--- PROVIDED MATERIAL Enclosed Below ---

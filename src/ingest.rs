//! Analysis-schema adapter: any supported AI reply layout → detected components.
//!
//! The reply contract has changed across prompt revisions:
//!
//! | Version | Sections |
//! |---------|----------|
//! | [`SchemaVersion::LegacyV1`] | `pipes`, `fittings`, `supports`, `weld_points` |
//! | [`SchemaVersion::WeldJointsV2`] | `green_pipes`, `weld_joints`, optional `supports` |
//!
//! Both are normalised into one [`DetectedComponent`] list. Individual
//! entries are read leniently (coordinates as `[x, y]` or `{x, y}`, missing
//! optional keys); a reply that matches neither version is rejected as
//! unknown.

use crate::model::{AnnotationType, Point, Size};
use serde::Serialize;
use serde_json::{json, Map, Value};
use tracing::debug;

/// Two components of the same type closer than this are the same component.
const DEDUPE_DISTANCE: f64 = 1.0;

/// Which reply layout was recognised.
#[derive(Debug, Clone, Copy, PartialEq, Eq, Serialize)]
#[serde(rename_all = "snake_case")]
pub enum SchemaVersion {
    LegacyV1,
    WeldJointsV2,
}

/// One component the vision model reported, in page pixels.
#[derive(Debug, Clone, PartialEq, Serialize)]
pub struct DetectedComponent {
    #[serde(rename = "type")]
    pub kind: AnnotationType,
    pub position: Point,
    /// Tag read off the drawing (support labels), if any.
    pub label: Option<String>,
    /// Id the model gave the source entry.
    pub source_id: Option<String>,
}

/// Normalised analysis of one page.
#[derive(Debug, Clone, PartialEq, Serialize)]
pub struct Analysis {
    pub schema: SchemaVersion,
    pub components: Vec<DetectedComponent>,
    #[serde(skip_serializing_if = "Option::is_none")]
    pub drawing_info: Option<Value>,
}

/// Recognise the schema of `reply`, or `None` if it matches neither version.
pub fn detect_schema(reply: &Value) -> Option<SchemaVersion> {
    let obj = reply.as_object()?;
    if obj.contains_key("green_pipes") || obj.contains_key("weld_joints") {
        Some(SchemaVersion::WeldJointsV2)
    } else if ["pipes", "fittings", "supports", "weld_points"]
        .iter()
        .any(|k| obj.contains_key(*k))
    {
        Some(SchemaVersion::LegacyV1)
    } else {
        None
    }
}

/// Normalise `reply` for a page of `page` pixels.
///
/// Coordinates are clamped into the page; entries without usable
/// coordinates are skipped; same-type duplicates within 1 px are dropped.
pub fn normalize(reply: &Value, page: Size) -> Option<Analysis> {
    let schema = detect_schema(reply)?;
    let obj = reply.as_object()?;

    let mut builder = ComponentList::new(page);
    match schema {
        SchemaVersion::LegacyV1 => ingest_legacy(obj, &mut builder),
        SchemaVersion::WeldJointsV2 => ingest_weld_joints(obj, &mut builder),
    }
    debug!(
        "Normalised {:?} reply: {} components ({} duplicates dropped)",
        schema, builder.items.len(), builder.duplicates
    );
    Some(Analysis {
        schema,
        components: builder.items,
        drawing_info: obj.get("drawing_info").cloned(),
    })
}

// ── Schema versions ──────────────────────────────────────────────────────

fn ingest_legacy(obj: &Map<String, Value>, out: &mut ComponentList) {
    for pipe in entries(obj, "pipes") {
        let id = entry_id(pipe);
        let start = pipe.get("start_coords").and_then(coord);
        let end = pipe.get("end_coords").and_then(coord);
        for p in [start, end].into_iter().flatten() {
            out.push(AnnotationType::FieldWeld, p, None, id.clone());
        }
        if let (Some(a), Some(b)) = (start, end) {
            out.push(AnnotationType::PipeSection, midpoint(a, b), None, id);
        }
    }

    for weld in entries(obj, "weld_points") {
        if let Some(p) = weld.get("coords").and_then(coord) {
            out.push(joint_kind(weld), p, None, entry_id(weld));
        }
    }

    ingest_supports(obj, out);

    for fitting in entries(obj, "fittings") {
        let kind = text(fitting, "type").unwrap_or_default();
        if !kind.to_ascii_lowercase().contains("flange") {
            continue;
        }
        if let Some(p) = fitting.get("coords").and_then(coord) {
            out.push(AnnotationType::FlangeJoint, p, None, entry_id(fitting));
        }
    }
}

fn ingest_weld_joints(obj: &Map<String, Value>, out: &mut ComponentList) {
    for pipe in entries(obj, "green_pipes") {
        let path = pipe_path(pipe);
        if let Some(mid) = path_midpoint(&path) {
            out.push(AnnotationType::PipeSection, mid, None, entry_id(pipe));
        }
    }

    for joint in entries(obj, "weld_joints") {
        let p = ["coords", "position", "location"]
            .iter()
            .find_map(|k| joint.get(*k).and_then(coord))
            .or_else(|| coord(joint));
        if let Some(p) = p {
            out.push(joint_kind(joint), p, None, entry_id(joint));
        }
    }

    ingest_supports(obj, out);
}

fn ingest_supports(obj: &Map<String, Value>, out: &mut ComponentList) {
    for support in entries(obj, "supports") {
        if let Some(p) = support.get("coords").and_then(coord) {
            let label = text(support, "label")
                .map(str::trim)
                .filter(|l| !l.is_empty())
                .unwrap_or("PS")
                .to_string();
            let id = entry_id(support);
            out.push(AnnotationType::PipeSupport, p, Some(label), id);
        }
    }
}

// ── Entry helpers ────────────────────────────────────────────────────────

fn entries<'a>(obj: &'a Map<String, Value>, key: &str) -> impl Iterator<Item = &'a Value> {
    obj.get(key)
        .and_then(Value::as_array)
        .into_iter()
        .flatten()
        .filter(|v| v.is_object())
}

fn text<'a>(v: &'a Value, key: &str) -> Option<&'a str> {
    v.get(key).and_then(Value::as_str)
}

fn entry_id(v: &Value) -> Option<String> {
    match v.get("id")? {
        Value::String(s) => Some(s.clone()),
        Value::Number(n) => Some(n.to_string()),
        _ => None,
    }
}

/// Field/shop/flange from a joint's `type`; field weld for any other or
/// missing type.
fn joint_kind(v: &Value) -> AnnotationType {
    let t = text(v, "type").unwrap_or_default().to_ascii_lowercase();
    if t.contains("shop") {
        AnnotationType::ShopWeld
    } else if t.contains("flange") {
        AnnotationType::FlangeJoint
    } else {
        AnnotationType::FieldWeld
    }
}

/// `[x, y]` or `{x, y}`.
fn coord(v: &Value) -> Option<Point> {
    let (x, y) = match v {
        Value::Array(a) if a.len() >= 2 => (a[0].as_f64()?, a[1].as_f64()?),
        Value::Object(o) => (o.get("x")?.as_f64()?, o.get("y")?.as_f64()?),
        _ => return None,
    };
    let p = Point::new(x, y);
    p.is_finite().then_some(p)
}

fn pipe_path(pipe: &Value) -> Vec<Point> {
    for key in ["points", "coords", "path"] {
        if let Some(Value::Array(items)) = pipe.get(key) {
            let pts: Vec<Point> = items.iter().filter_map(coord).collect();
            if !pts.is_empty() {
                return pts;
            }
        }
    }
    [pipe.get("start_coords"), pipe.get("end_coords")]
        .into_iter()
        .flatten()
        .filter_map(coord)
        .collect()
}

fn midpoint(a: Point, b: Point) -> Point {
    Point::new((a.x + b.x) / 2.0, (a.y + b.y) / 2.0)
}

/// Point halfway along a polyline by arc length.
fn path_midpoint(path: &[Point]) -> Option<Point> {
    let first = *path.first()?;
    let total: f64 = path.windows(2).map(|w| w[0].distance_to(w[1])).sum();
    if total <= f64::EPSILON {
        return Some(first);
    }
    let mut remaining = total / 2.0;
    for w in path.windows(2) {
        let len = w[0].distance_to(w[1]);
        if remaining <= len {
            let t = remaining / len;
            let (a, b) = (w[0], w[1]);
            return Some(Point::new(a.x + (b.x - a.x) * t, a.y + (b.y - a.y) * t));
        }
        remaining -= len;
    }
    path.last().copied()
}

// ── Accumulator ──────────────────────────────────────────────────────────

struct ComponentList {
    page: Size,
    items: Vec<DetectedComponent>,
    duplicates: usize,
}

impl ComponentList {
    fn new(page: Size) -> Self {
        Self {
            page,
            items: Vec::new(),
            duplicates: 0,
        }
    }

    fn push(
        &mut self,
        kind: AnnotationType,
        p: Point,
        label: Option<String>,
        source_id: Option<String>,
    ) {
        let x = p.x.clamp(0.0, self.page.width.max(0.0));
        let y = p.y.clamp(0.0, self.page.height.max(0.0));
        let position = Point::new(x, y);
        let duplicate = self
            .items
            .iter()
            .any(|c| c.kind == kind && c.position.distance_to(position) < DEDUPE_DISTANCE);
        if duplicate {
            self.duplicates += 1;
            return;
        }
        self.items.push(DetectedComponent {
            kind,
            position,
            label,
            source_id,
        });
    }
}

// ── Demo data ────────────────────────────────────────────────────────────

/// Fixed analysis used by the demo flow, in the legacy layout.
pub fn demo_analysis() -> Value {
    json!({
        "pipes": [
            {"id": "pipe_1", "start_coords": [150, 300], "end_coords": [450, 300],
             "diameter": "6\"", "material": "CS"},
            {"id": "pipe_2", "start_coords": [450, 300], "end_coords": [750, 200],
             "diameter": "6\"", "material": "CS"}
        ],
        "fittings": [
            {"id": "elbow_1", "type": "elbow", "coords": [450, 300],
             "connections": ["pipe_1", "pipe_2"]}
        ],
        "supports": [
            {"id": "support_1", "label": "PS-1", "coords": [300, 350], "type": "pipe_support"},
            {"id": "support_2", "label": "S-2", "coords": [600, 250], "type": "pipe_support"}
        ],
        "weld_points": [
            {"id": "weld_1", "coords": [200, 300], "type": "shop_joint",
             "connected_components": ["pipe_1"]},
            {"id": "weld_2", "coords": [400, 300], "type": "shop_joint",
             "connected_components": ["pipe_1"]}
        ],
        "drawing_info": {
            "scale": "1:100",
            "title": "Demo Isometric Drawing",
            "dimensions": "800x600"
        }
    })
}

--- End of Enclosed PROVIDED MATERIAL ---

- [DESCRIPTION OF THE TASK]:
Output, unchanged, the lines of the listing above from the first one through the one holding "use tracing::debug;". Leave out every line after it.

- [ANSWER BOX]:
filename src/ingest.rs
//! Analysis-schema adapter: any supported AI reply layout → detected components.
//!
//! The reply contract has changed across prompt revisions:
//!
//! | Version | Sections |
//! |---------|----------|
//! | [`SchemaVersion::LegacyV1`] | `pipes`, `fittings`, `supports`, `weld_points` |
//! | [`SchemaVersion::WeldJointsV2`] | `green_pipes`, `weld_joints`, optional `supports` |
//!
//! Both are normalised into one [`DetectedComponent`] list. Individual
//! entries are read leniently (coordinates as `[x, y]` or `{x, y}`, missing
//! optional keys); a reply that matches neither version is rejected as
//! unknown.

use crate::model::{AnnotationType, Point, Size};
use serde::Serialize;
use serde_json::{json, Map, Value};
use tracing::debug;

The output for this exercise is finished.